*Prompt*.
Reproduce the records below exactly, with nothing altered.

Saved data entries
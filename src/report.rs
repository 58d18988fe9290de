use crate::model::AggregationTable;
use console::style;
use indicatif::{ProgressBar, ProgressStyle};
use std::fmt::Display;
use std::time::Duration;

/// Operator-facing observation sink.
///
/// Everything goes to stderr; stdout is reserved for the serialized table.
/// With `quiet` set nothing is printed and progress bars are hidden.
#[derive(Debug, Clone, Copy, Default)]
pub struct Reporter {
    pub quiet: bool,
}

impl Reporter {
    pub fn new(quiet: bool) -> Self {
        Self { quiet }
    }

    pub fn status(&self, message: impl Display) {
        if !self.quiet {
            eprintln!("{message}");
        }
    }

    pub fn warn(&self, message: impl Display) {
        if !self.quiet {
            eprintln!("{}", style(message).bold().white().on_red());
        }
    }

    pub fn starting(&self) {
        self.status(style("starting!").bold());
    }

    pub fn job(&self, label: &str) {
        self.status(format_args!("{} {label}", style("processing:").bold().blue()));
    }

    /// Begin reporting for one repository of the current job.
    pub fn repo(&self, full_name: &str) -> RepoProgress {
        self.status(format_args!("{} {full_name}", style("processing repo:").bold().blue()));

        let bar = if self.quiet {
            ProgressBar::hidden()
        } else {
            let pb = ProgressBar::new_spinner();
            pb.set_style(
                ProgressStyle::default_spinner()
                    .template("{spinner:.green} {msg} ({pos} commits)")
                    .unwrap_or_else(|_| ProgressStyle::default_spinner()),
            );
            pb.set_message(format!("scanning {full_name}"));
            pb.enable_steady_tick(Duration::from_millis(120));
            pb
        };

        RepoProgress {
            bar,
            quiet: self.quiet,
        }
    }

    pub fn done(&self, table: &AggregationTable, elapsed: Duration) {
        if self.quiet {
            return;
        }
        let elapsed = Duration::from_secs(elapsed.as_secs());
        eprintln!(
            "{} in {} output:",
            style("done!").bold(),
            humantime::format_duration(elapsed)
        );
        eprintln!("{table:?}");
    }

    pub fn interrupted(&self) {
        self.warn("caught ^C, exiting gracefully!");
    }
}

/// Progress for a single repository scan.
pub struct RepoProgress {
    bar: ProgressBar,
    quiet: bool,
}

impl RepoProgress {
    pub fn commit_scanned(&self) {
        self.bar.inc(1);
    }

    pub fn file_change(&self, filename: &str, author: &str, changes: u64) {
        if self.quiet {
            return;
        }
        self.bar.suspend(|| {
            eprintln!("file '{filename}' by '{author}' with {changes} changes");
        });
    }

    pub fn finish(self) {
        self.bar.finish_and_clear();
    }
}

impl Drop for RepoProgress {
    fn drop(&mut self) {
        if !self.bar.is_finished() {
            self.bar.finish_and_clear();
        }
    }
}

*Response to the task*.
filename src/report.rs
repository 58d18988fe9290de
use crate::model::AggregationTable;
use console::style;
use indicatif::{ProgressBar, ProgressStyle};
use std::fmt::Display;
use std::time::Duration;

/// Operator-facing observation sink.
///
/// Everything goes to stderr; stdout is reserved for the serialized table.
/// With `quiet` set nothing is printed and progress bars are hidden.
#[derive(Debug, Clone, Copy, Default)]
pub struct Reporter {
    pub quiet: bool,
}

impl Reporter {
    pub fn new(quiet: bool) -> Self {
        Self { quiet }
    }

    pub fn status(&self, message: impl Display) {
        if !self.quiet {
            eprintln!("{message}");
        }
    }

    pub fn warn(&self, message: impl Display) {
        if !self.quiet {
            eprintln!("{}", style(message).bold().white().on_red());
        }
    }

    pub fn starting(&self) {
        self.status(style("starting!").bold());
    }

    pub fn job(&self, label: &str) {
        self.status(format_args!("{} {label}", style("processing:").bold().blue()));
    }

    /// Begin reporting for one repository of the current job.
    pub fn repo(&self, full_name: &str) -> RepoProgress {
        self.status(format_args!("{} {full_name}", style("processing repo:").bold().blue()));

        let bar = if self.quiet {
            ProgressBar::hidden()
        } else {
            let pb = ProgressBar::new_spinner();
            pb.set_style(
                ProgressStyle::default_spinner()
                    .template("{spinner:.green} {msg} ({pos} commits)")
                    .unwrap_or_else(|_| ProgressStyle::default_spinner()),
            );
            pb.set_message(format!("scanning {full_name}"));
            pb.enable_steady_tick(Duration::from_millis(120));
            pb
        };

        RepoProgress {
            bar,
            quiet: self.quiet,
        }
    }

    pub fn done(&self, table: &AggregationTable, elapsed: Duration) {
        if self.quiet {
            return;
        }
        let elapsed = Duration::from_secs(elapsed.as_secs());
        eprintln!(
            "{} in {} output:",
            style("done!").bold(),
            humantime::format_duration(elapsed)
        );
        eprintln!("{table:?}");
    }

    pub fn interrupted(&self) {
        self.warn("caught ^C, exiting gracefully!");
    }
}

/// Progress for a single repository scan.
pub struct RepoProgress {
    bar: ProgressBar,
    quiet: bool,
}

impl RepoProgress {
    pub fn commit_scanned(&self) {
        self.bar.inc(1);
    }

    pub fn file_change(&self, filename: &str, author: &str, changes: u64) {
        if self.quiet {
            return;
        }
        self.bar.suspend(|| {
            eprintln!("file '{filename}' by '{author}' with {changes} changes");
        });
    }

    pub fn finish(self) {
        self.bar.finish_and_clear();
    }
}

impl Drop for RepoProgress {
    fn drop(&mut self) {
        if !self.bar.is_finished() {
            self.bar.finish_and_clear();
        }
    }
}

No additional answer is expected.